* [ABOUT THIS EXERCISE]
With no omissions, write out every record given below.

* [DATASET ENTRIES]
>>>

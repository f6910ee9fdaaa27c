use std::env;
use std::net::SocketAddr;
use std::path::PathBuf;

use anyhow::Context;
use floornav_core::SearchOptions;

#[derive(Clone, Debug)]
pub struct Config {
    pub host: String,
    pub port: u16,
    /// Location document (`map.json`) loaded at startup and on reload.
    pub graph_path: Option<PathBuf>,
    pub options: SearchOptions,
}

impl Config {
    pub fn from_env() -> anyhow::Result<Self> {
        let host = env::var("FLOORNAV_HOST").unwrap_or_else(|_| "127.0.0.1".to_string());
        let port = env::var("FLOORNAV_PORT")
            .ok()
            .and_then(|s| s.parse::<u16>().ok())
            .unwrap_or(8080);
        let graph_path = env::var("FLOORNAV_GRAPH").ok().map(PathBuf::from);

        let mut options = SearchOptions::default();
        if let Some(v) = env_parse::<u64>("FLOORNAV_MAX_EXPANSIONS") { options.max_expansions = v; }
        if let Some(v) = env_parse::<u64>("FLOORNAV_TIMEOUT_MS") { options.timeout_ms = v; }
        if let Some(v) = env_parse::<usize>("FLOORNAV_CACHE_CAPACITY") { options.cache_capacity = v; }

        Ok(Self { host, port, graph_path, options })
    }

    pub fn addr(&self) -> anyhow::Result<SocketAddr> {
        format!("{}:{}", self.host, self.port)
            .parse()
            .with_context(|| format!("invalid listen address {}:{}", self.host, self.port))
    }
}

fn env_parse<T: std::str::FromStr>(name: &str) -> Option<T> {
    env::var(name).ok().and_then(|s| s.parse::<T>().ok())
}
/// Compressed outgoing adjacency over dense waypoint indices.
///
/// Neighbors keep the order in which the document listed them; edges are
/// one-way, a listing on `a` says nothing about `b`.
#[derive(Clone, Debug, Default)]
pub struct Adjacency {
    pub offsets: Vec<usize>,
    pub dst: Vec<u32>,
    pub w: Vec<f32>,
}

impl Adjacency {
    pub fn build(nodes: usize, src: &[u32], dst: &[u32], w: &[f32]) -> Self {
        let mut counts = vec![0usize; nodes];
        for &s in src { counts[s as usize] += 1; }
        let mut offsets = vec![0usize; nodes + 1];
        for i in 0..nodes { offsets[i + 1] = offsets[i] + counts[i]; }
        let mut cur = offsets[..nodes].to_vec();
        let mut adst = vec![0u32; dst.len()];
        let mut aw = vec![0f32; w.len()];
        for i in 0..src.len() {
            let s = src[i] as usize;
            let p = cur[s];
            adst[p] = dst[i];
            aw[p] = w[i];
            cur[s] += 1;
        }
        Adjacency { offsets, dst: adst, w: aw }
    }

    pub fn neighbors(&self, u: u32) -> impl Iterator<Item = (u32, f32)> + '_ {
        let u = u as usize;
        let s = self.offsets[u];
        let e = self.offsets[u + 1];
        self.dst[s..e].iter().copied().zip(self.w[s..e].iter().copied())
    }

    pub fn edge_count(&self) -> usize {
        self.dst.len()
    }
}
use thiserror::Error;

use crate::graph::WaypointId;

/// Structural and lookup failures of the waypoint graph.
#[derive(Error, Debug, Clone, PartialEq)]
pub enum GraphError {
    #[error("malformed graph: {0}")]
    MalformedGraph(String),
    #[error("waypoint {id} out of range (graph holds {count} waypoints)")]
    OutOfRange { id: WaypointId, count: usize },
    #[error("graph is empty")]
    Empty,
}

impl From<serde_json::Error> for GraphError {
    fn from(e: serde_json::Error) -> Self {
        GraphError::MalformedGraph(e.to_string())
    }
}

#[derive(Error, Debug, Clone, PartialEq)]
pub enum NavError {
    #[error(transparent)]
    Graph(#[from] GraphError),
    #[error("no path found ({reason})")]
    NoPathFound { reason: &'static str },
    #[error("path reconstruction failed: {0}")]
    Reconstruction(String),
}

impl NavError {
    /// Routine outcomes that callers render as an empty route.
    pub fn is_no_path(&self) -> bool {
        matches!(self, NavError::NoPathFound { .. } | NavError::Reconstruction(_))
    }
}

<<<

* [COMPLETED EXERCISE]
repository f6910ee9fdaaa27c
use std::env;
use std::net::SocketAddr;
use std::path::PathBuf;

use anyhow::Context;
use floornav_core::SearchOptions;

#[derive(Clone, Debug)]
pub struct Config {
    pub host: String,
    pub port: u16,
    /// Location document (`map.json`) loaded at startup and on reload.
    pub graph_path: Option<PathBuf>,
    pub options: SearchOptions,
}

impl Config {
    pub fn from_env() -> anyhow::Result<Self> {
        let host = env::var("FLOORNAV_HOST").unwrap_or_else(|_| "127.0.0.1".to_string());
        let port = env::var("FLOORNAV_PORT")
            .ok()
            .and_then(|s| s.parse::<u16>().ok())
            .unwrap_or(8080);
        let graph_path = env::var("FLOORNAV_GRAPH").ok().map(PathBuf::from);

        let mut options = SearchOptions::default();
        if let Some(v) = env_parse::<u64>("FLOORNAV_MAX_EXPANSIONS") { options.max_expansions = v; }
        if let Some(v) = env_parse::<u64>("FLOORNAV_TIMEOUT_MS") { options.timeout_ms = v; }
        if let Some(v) = env_parse::<usize>("FLOORNAV_CACHE_CAPACITY") { options.cache_capacity = v; }

        Ok(Self { host, port, graph_path, options })
    }

    pub fn addr(&self) -> anyhow::Result<SocketAddr> {
        format!("{}:{}", self.host, self.port)
            .parse()
            .with_context(|| format!("invalid listen address {}:{}", self.host, self.port))
    }
}

fn env_parse<T: std::str::FromStr>(name: &str) -> Option<T> {
    env::var(name).ok().and_then(|s| s.parse::<T>().ok())
}
/// Compressed outgoing adjacency over dense waypoint indices.
///
/// Neighbors keep the order in which the document listed them; edges are
/// one-way, a listing on `a` says nothing about `b`.
#[derive(Clone, Debug, Default)]
pub struct Adjacency {
    pub offsets: Vec<usize>,
    pub dst: Vec<u32>,
    pub w: Vec<f32>,
}

impl Adjacency {
    pub fn build(nodes: usize, src: &[u32], dst: &[u32], w: &[f32]) -> Self {
        let mut counts = vec![0usize; nodes];
        for &s in src { counts[s as usize] += 1; }
        let mut offsets = vec![0usize; nodes + 1];
        for i in 0..nodes { offsets[i + 1] = offsets[i] + counts[i]; }
        let mut cur = offsets[..nodes].to_vec();
        let mut adst = vec![0u32; dst.len()];
        let mut aw = vec![0f32; w.len()];
        for i in 0..src.len() {
            let s = src[i] as usize;
            let p = cur[s];
            adst[p] = dst[i];
            aw[p] = w[i];
            cur[s] += 1;
        }
        Adjacency { offsets, dst: adst, w: aw }
    }

    pub fn neighbors(&self, u: u32) -> impl Iterator<Item = (u32, f32)> + '_ {
        let u = u as usize;
        let s = self.offsets[u];
        let e = self.offsets[u + 1];
        self.dst[s..e].iter().copied().zip(self.w[s..e].iter().copied())
    }

    pub fn edge_count(&self) -> usize {
        self.dst.len()
    }
}
use thiserror::Error;

use crate::graph::WaypointId;

/// Structural and lookup failures of the waypoint graph.
#[derive(Error, Debug, Clone, PartialEq)]
pub enum GraphError {
    #[error("malformed graph: {0}")]
    MalformedGraph(String),
    #[error("waypoint {id} out of range (graph holds {count} waypoints)")]
    OutOfRange { id: WaypointId, count: usize },
    #[error("graph is empty")]
    Empty,
}

impl From<serde_json::Error> for GraphError {
    fn from(e: serde_json::Error) -> Self {
        GraphError::MalformedGraph(e.to_string())
    }
}

#[derive(Error, Debug, Clone, PartialEq)]
pub enum NavError {
    #[error(transparent)]
    Graph(#[from] GraphError),
    #[error("no path found ({reason})")]
    NoPathFound { reason: &'static str },
    #[error("path reconstruction failed: {0}")]
    Reconstruction(String),
}

impl NavError {
    /// Routine outcomes that callers render as an empty route.
    pub fn is_no_path(&self) -> bool {
        matches!(self, NavError::NoPathFound { .. } | NavError::Reconstruction(_))
    }
}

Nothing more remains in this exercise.